Un monde rythmé par les fiançailles, les naissances dans de grands flots de rubans roses et bleus, les
promenades des enfants avec leur nurse – bébés dans leur landau, fillettes en robe de dentelle et garçon en
costume marin massés devant la vitrine du Nain Bleu.
Certaines scènes moins conventionnelles, légèrement érotiques, évoquent des séances de prise d’opium.
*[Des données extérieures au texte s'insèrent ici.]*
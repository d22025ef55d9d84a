//! Implements the evaluation engine: select, check, evaluate, then commit.
use super::*;
use crate::instructions::{Entry, Instance};
use crate::operand::check_shape;
use std::sync::Arc;

impl Core {
    /// Evaluate one instruction selected by its form key.
    /// On success the machine state is updated and the ordered effects are returned.
    /// On failure (fault, bad operands, unmapped memory, undefined flag read)
    /// the machine state is left exactly as it was.
    pub fn exec(&mut self, iform: &str, ops: &[Operand]) -> Result<Vec<Effect>, Error> {
        let table = Arc::clone(&self.table);
        let entry = table.lookup(iform)?;
        self.exec_entry(entry, ops)
    }
    /// Same as exec, for a caller that already holds the table entry
    pub fn exec_entry(&mut self, entry: &Entry, ops: &[Operand]) -> Result<Vec<Effect>, Error> {
        check_shape(entry.shape, ops)?;
        let inst = Instance {
            width: entry.width,
            sign: entry.sign,
            ops,
        };
        let mut o = Outcome::new(self.state.regs, &self.state.mem, &self.options);
        if let Err(e) = (entry.eval)(&mut o, &inst) {
            if e.is_fault() {
                (self.on_fault)(&self.state, &e);
            }
            return Err(e);
        }
        let Outcome { ctx, writes, effects, .. } = o;
        self.state.mem.commit(&writes)?;
        self.state.regs = ctx;
        self.instruction_count += 1;
        if self.options.trace {
            tracing::debug!("{} {}", entry.name, ops.iter().map(|o| o.to_string()).collect::<Vec<_>>().join(", "));
            for e in &effects {
                tracing::debug!("    {}", e);
            }
        }
        Ok(effects)
    }
}

#[cfg(test)]
mod tests {
    use super::*;
    use crate::test::*;
    use std::cell::RefCell;
    use std::rc::Rc;

    #[test]
    fn unknown_key() {
        let mut core = Core::new();
        let e = core.exec("FROB_GPRv_32", &[]).unwrap_err();
        assert_eq!(e.kind, ErrorKind::Lookup);
        assert_eq!(core.instruction_count, 0);
    }
    #[test]
    fn shape_mismatch_leaves_state() {
        let mut core = Core::new();
        let before = core.state.clone();
        // destination is not writable
        let e = core.exec("ADD_GPRv_GPRv_01_32", &[r(Gpr::Rax, W32), r(Gpr::Rax, W32), r(Gpr::Rbx, W32)]).unwrap_err();
        assert_eq!(e.kind, ErrorKind::Operand);
        let e = core.exec("ADD_GPRv_GPRv_01_32", &[rw(Gpr::Rax, W32)]).unwrap_err();
        assert_eq!(e.kind, ErrorKind::Operand);
        assert_eq!(core.state, before);
    }
    #[test]
    fn unmapped_write_is_atomic() {
        let mut core = Core::new();
        // two of the four bytes are mapped
        core.state.mem.load(0xffe, &[1, 2]);
        core.state.regs.set(Gpr::Rax, 0x7777);
        let before = core.state.clone();
        let e = core.exec("ADD_MEMv_GPRv_32", &[mw(0xffe, W32), m(0xffe, W32), r(Gpr::Rax, W32)]).unwrap_err();
        assert_eq!(e.kind, ErrorKind::Memory);
        assert_eq!(core.state, before);
    }
    #[test]
    fn fault_hook_sees_pre_state() {
        let seen = Rc::new(RefCell::new(Vec::new()));
        let mut core = Core::new();
        let log = Rc::clone(&seen);
        core.set_fault_hook(move |s, e| log.borrow_mut().push((s.regs.get(Gpr::Rax), e.kind)));
        core.state.regs.set(Gpr::Rax, 42);
        assert!(core.exec("DIV_GPRv_32", &[r(Gpr::Rcx, W32)]).is_err());
        // lookup errors are not faults
        assert!(core.exec("DIV_GPRv_12", &[r(Gpr::Rcx, W32)]).is_err());
        assert_eq!(*seen.borrow(), vec![(42, ErrorKind::DivideByZero)]);
    }
    #[test]
    fn commit_counts_instructions() -> Result<(), Error> {
        let mut core = Core::with_options(Options::default())?;
        core.options.trace = true;
        core.exec("INC_GPRv_FFr0_64", &[rw(Gpr::Rax, W64), r(Gpr::Rax, W64)])?;
        core.exec("INC_GPRv_FFr0_64", &[rw(Gpr::Rax, W64), r(Gpr::Rax, W64)])?;
        assert_eq!(core.instruction_count, 2);
        assert_eq!(core.state.regs.get(Gpr::Rax), 2);
        let entry = core.table().lookup("DEC_GPRv_FFr1_64")?.clone();
        core.exec_entry(&entry, &[rw(Gpr::Rax, W64), r(Gpr::Rax, W64)])?;
        assert_eq!(core.state.regs.get(Gpr::Rax), 1);
        Ok(())
    }
}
Le trait est frémissant, mais il témoigne d’une certaine fraîcheur et d’intelligence dans l’observation. Le style est
beaucoup plus vif que dans les traditionnels exercices de dessin que l’on retrouve dans ses carnets de croquis.
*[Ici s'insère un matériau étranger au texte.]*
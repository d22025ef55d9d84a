//! AND, OR, XOR, NOT, TEST and the packed bitwise family (PAND, PANDN, POR,
//! PXOR and their PS/PD aliases, PTEST).
use super::*;
use crate::instructions::Instance;

fn logical(o: &mut Outcome, i: &Instance, f: fn(u64, u64) -> u64) -> Result<(), Error> {
    let w = i.width;
    let lhs = w.trunc(o.read(&i.ops[1])?);
    let rhs = w.trunc(o.read(&i.ops[2])?);
    let res = w.trunc(f(lhs, rhs));
    o.write(&i.ops[0], res)?;
    o.barrier(Barrier::Compiler);
    o.flags_logical(res, w);
    Ok(())
}
pub(crate) fn __and(o: &mut Outcome, i: &Instance) -> Result<(), Error> { logical(o, i, |a, b| a & b) }
pub(crate) fn __or(o: &mut Outcome, i: &Instance) -> Result<(), Error> { logical(o, i, |a, b| a | b) }
pub(crate) fn __xor(o: &mut Outcome, i: &Instance) -> Result<(), Error> { logical(o, i, |a, b| a ^ b) }

/// NOT never touches the flags
pub(crate) fn __not(o: &mut Outcome, i: &Instance) -> Result<(), Error> {
    let val = o.read(&i.ops[1])?;
    o.write(&i.ops[0], i.width.trunc(!val))
}

/// TEST sets flags from AND's result without writing it
pub(crate) fn __test(o: &mut Outcome, i: &Instance) -> Result<(), Error> {
    let w = i.width;
    let res = w.trunc(o.read(&i.ops[0])? & o.read(&i.ops[1])?);
    o.flags_logical(res, w);
    Ok(())
}

fn vector_reg(op: &Operand) -> Result<Reg, Error> {
    match op.as_reg() {
        Some(r) if !r.is_gpr() => Ok(r),
        _ => Err(operand_err!("{} is not a vector register", op)),
    }
}

// Packed forms: [dst, src1, src2] over the full register width. All six flags end up clear.
fn packed(o: &mut Outcome, i: &Instance, f: fn(u64, u64) -> u64) -> Result<(), Error> {
    let w = vector_reg(&i.ops[0])?.width();
    let src1 = o.read_lanes(&i.ops[1])?;
    let src2 = o.read_lanes(&i.ops[2])?;
    o.write_lanes(&i.ops[0], src1.zip(src2, f).trunc(w))?;
    o.barrier(Barrier::Compiler);
    for name in FlagName::all() {
        o.set_flag(name, Flag::Clear);
    }
    Ok(())
}
pub(crate) fn __pand(o: &mut Outcome, i: &Instance) -> Result<(), Error> { packed(o, i, |a, b| a & b) }
pub(crate) fn __pandn(o: &mut Outcome, i: &Instance) -> Result<(), Error> { packed(o, i, |a, b| !a & b) }
pub(crate) fn __por(o: &mut Outcome, i: &Instance) -> Result<(), Error> { packed(o, i, |a, b| a | b) }
pub(crate) fn __pxor(o: &mut Outcome, i: &Instance) -> Result<(), Error> { packed(o, i, |a, b| a ^ b) }

/// PTEST/VPTEST: ZF = (src1 & src2) == 0, CF = (!src1 & src2) == 0, the rest cleared
pub(crate) fn __ptest(o: &mut Outcome, i: &Instance) -> Result<(), Error> {
    let w = vector_reg(&i.ops[0])?.width();
    let src1 = o.read_lanes(&i.ops[0])?;
    let src2 = o.read_lanes(&i.ops[1])?;
    o.barrier(Barrier::Compiler);
    let and = src1.zip(src2, |a, b| a & b).trunc(w);
    let andn = src1.zip(src2, |a, b| !a & b).trunc(w);
    o.set_flag(FlagName::CF, Flag::from(andn.is_zero()));
    o.set_flag(FlagName::PF, Flag::Clear);
    o.set_flag(FlagName::AF, Flag::Clear);
    o.set_flag(FlagName::ZF, Flag::from(and.is_zero()));
    o.set_flag(FlagName::SF, Flag::Clear);
    o.set_flag(FlagName::OF, Flag::Clear);
    Ok(())
}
Elle était familière de Suzy Solidor, dont elle fit le portrait, et fréquentait sans doute les milieux intellectuels
d’avant-garde. L’influence des dessins de Jean Cocteau n’est sans doute pas étrangère à ces aquarelles.
Jeanne Eliot (Paris, 1861 – Epinay-sous-Sénart, 1937)
Jeanne est la première enfant de Claude Gabriel Eliot – qui paraît être marchand de bois mais est aussi reconnu
comme artiste peintre pastelliste et critique d’art (tableaux présentés au Salon entre 1872 et 1880) – et de Marie
Antoinette Eliot née Bouret. Son frère Maurice Eliot naît un an après elle.
Jeanne Eliot est restée célibataire, comme son frère. Une grande affection règne entre eux. Ils vivent dans un
milieu aisé, bourgeois, ouvert au monde artistique. Les souvenirs familiaux font état d’une personnalité très gaie,
originale, parée de grands chapeaux, et toujours accompagnée de son fidèle caniche noir.
La maison Bouret à Epinay sous Sénart
Après la mort précoce de leur père, les deux enfants sont élevés par leur mère à Paris et chez leurs grandsparents maternels, Antoine et Laure Caroline Bouret à Epinay-sous-Sénart (commune limitrophe de Brunoy).
Antoine Bouret est maire du village de 1860 à 1865, et y possède, près de l’Yerres, une grande propriété.
Epinay-sous-Sénart est le point de rassemblement, d’abord à la belle saison (pendant l’hiver les Eliot demeurent
37 boulevard de Clichy, à Paris), puis toute l’année.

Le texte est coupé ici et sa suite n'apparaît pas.